EXERCISE GOAL:
Repeat the entries exactly, keeping every line as it is.

Top of INFORMATION SUPPLIED

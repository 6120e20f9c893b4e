pub mod analytics;
pub mod auth;
pub mod rooms;
pub mod servers;
pub mod status;

/// The admin principal has no numeric id of its own (it is a single shared
/// credential, not a row in any table); `0` marks rows created or mutated
/// through the Admin API rather than relayed from the platform.
pub(crate) fn admin_principal_id(_admin: &crate::middleware::AdminUser) -> i64 {
    0
}
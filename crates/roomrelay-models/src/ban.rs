use chrono::{DateTime, Utc};
use serde::{Deserialize, Serialize};

#[derive(Debug, Clone, Serialize, Deserialize, sqlx::FromRow)]
pub struct GuildBan {
    pub guild_id: i64,
    pub guild_name: String,
    pub reason: String,
    pub banned_by: i64,
    pub banned_at: DateTime<Utc>,
    pub is_active: bool,
    pub unbanned_at: Option<DateTime<Utc>>,
    pub unbanned_by: Option<i64>,
}

#[derive(Debug, Clone, Deserialize)]
pub struct BanGuild {
    pub guild_id: i64,
    pub guild_name: String,
    pub reason: String,
}
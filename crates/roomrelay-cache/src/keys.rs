//! Key-space for the Cache, as enumerated by the external interface
//! contract's TTL table. Centralized here so the Resolver, Admin API, and
//! rate limiter never hand-format a key independently.

pub fn room(room_id: i64) -> String {
    format!("room:{room_id}")
}

pub const ROOM_TTL_SECS: u64 = 3600;

pub fn perms(room_id: i64) -> String {
    format!("perms:{room_id}")
}

pub const PERMS_TTL_SECS: u64 = 1800;

pub fn chan(guild_id: i64, channel_id: i64) -> String {
    format!("chan:{guild_id}:{channel_id}")
}

pub const CHAN_TTL_SECS: u64 = 7200;

/// The sentinel value stored at a `chan:` key to record "looked up, not
/// subscribed" without a round-trip to Store.
pub const TOMBSTONE: &str = "\0tombstone";

pub const TOMBSTONE_TTL_SECS: u64 = 300;

pub fn rate(room_id: i64, user_id: i64) -> String {
    format!("rate:{room_id}:{user_id}")
}

pub const LIVE_STATS_KEY: &str = "live_stats";
pub const LIVE_STATS_TTL_SECS: u64 = 60;

pub fn session(token_hash: &str) -> String {
    format!("session:{token_hash}")
}

pub fn api_rate(principal: &str) -> String {
    format!("apirate:{principal}")
}

#[cfg(test)]
mod tests {
    use super::*;

    #[test]
    fn keys_are_namespaced_by_purpose() {
        assert_eq!(room(1), "room:1");
        assert_eq!(perms(1), "perms:1");
        assert_eq!(chan(10, 20), "chan:10:20");
        assert_eq!(rate(1, 5), "rate:1:5");
        assert_eq!(session("abc"), "session:abc");
        assert_eq!(api_rate("admin"), "apirate:admin");
    }
}
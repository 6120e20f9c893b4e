use thiserror::Error;

#[derive(Debug, Error)]
pub enum CacheError {
    #[error("cache error: {0}")]
    Redis(#[from] redis::RedisError),
    #[error("serialization error: {0}")]
    Serde(#[from] serde_json::Error),
}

Bottom of INFORMATION SUPPLIED

TASK OUTPUT:
repository 6120e20f9c893b4e
pub mod analytics;
pub mod auth;
pub mod rooms;
pub mod servers;
pub mod status;

/// The admin principal has no numeric id of its own (it is a single shared
/// credential, not a row in any table); `0` marks rows created or mutated
/// through the Admin API rather than relayed from the platform.
pub(crate) fn admin_principal_id(_admin: &crate::middleware::AdminUser) -> i64 {
    0
}
filename crates/roomrelay-models/src/ban.rs
use chrono::{DateTime, Utc};
use serde::{Deserialize, Serialize};

#[derive(Debug, Clone, Serialize, Deserialize, sqlx::FromRow)]
pub struct GuildBan {
    pub guild_id: i64,
    pub guild_name: String,
    pub reason: String,
    pub banned_by: i64,
    pub banned_at: DateTime<Utc>,
    pub is_active: bool,
    pub unbanned_at: Option<DateTime<Utc>>,
    pub unbanned_by: Option<i64>,
}

#[derive(Debug, Clone, Deserialize)]
pub struct BanGuild {
    pub guild_id: i64,
    pub guild_name: String,
    pub reason: String,
}
filename crates/roomrelay-cache/src/keys.rs
//! Key-space for the Cache, as enumerated by the external interface
//! contract's TTL table. Centralized here so the Resolver, Admin API, and
//! rate limiter never hand-format a key independently.

pub fn room(room_id: i64) -> String {
    format!("room:{room_id}")
}

pub const ROOM_TTL_SECS: u64 = 3600;

pub fn perms(room_id: i64) -> String {
    format!("perms:{room_id}")
}

pub const PERMS_TTL_SECS: u64 = 1800;

pub fn chan(guild_id: i64, channel_id: i64) -> String {
    format!("chan:{guild_id}:{channel_id}")
}

pub const CHAN_TTL_SECS: u64 = 7200;

/// The sentinel value stored at a `chan:` key to record "looked up, not
/// subscribed" without a round-trip to Store.
pub const TOMBSTONE: &str = "\0tombstone";

pub const TOMBSTONE_TTL_SECS: u64 = 300;

pub fn rate(room_id: i64, user_id: i64) -> String {
    format!("rate:{room_id}:{user_id}")
}

pub const LIVE_STATS_KEY: &str = "live_stats";
pub const LIVE_STATS_TTL_SECS: u64 = 60;

pub fn session(token_hash: &str) -> String {
    format!("session:{token_hash}")
}

pub fn api_rate(principal: &str) -> String {
    format!("apirate:{principal}")
}

#[cfg(test)]
mod tests {
    use super::*;

    #[test]
    fn keys_are_namespaced_by_purpose() {
        assert_eq!(room(1), "room:1");
        assert_eq!(perms(1), "perms:1");
        assert_eq!(chan(10, 20), "chan:10:20");
        assert_eq!(rate(1, 5), "rate:1:5");
        assert_eq!(session("abc"), "session:abc");
        assert_eq!(api_rate("admin"), "apirate:admin");
    }
}
repository 6120e20f9c893b4e
use thiserror::Error;

#[derive(Debug, Error)]
pub enum CacheError {
    #[error("cache error: {0}")]
    Redis(#[from] redis::RedisError),
    #[error("serialization error: {0}")]
    Serde(#[from] serde_json::Error),
}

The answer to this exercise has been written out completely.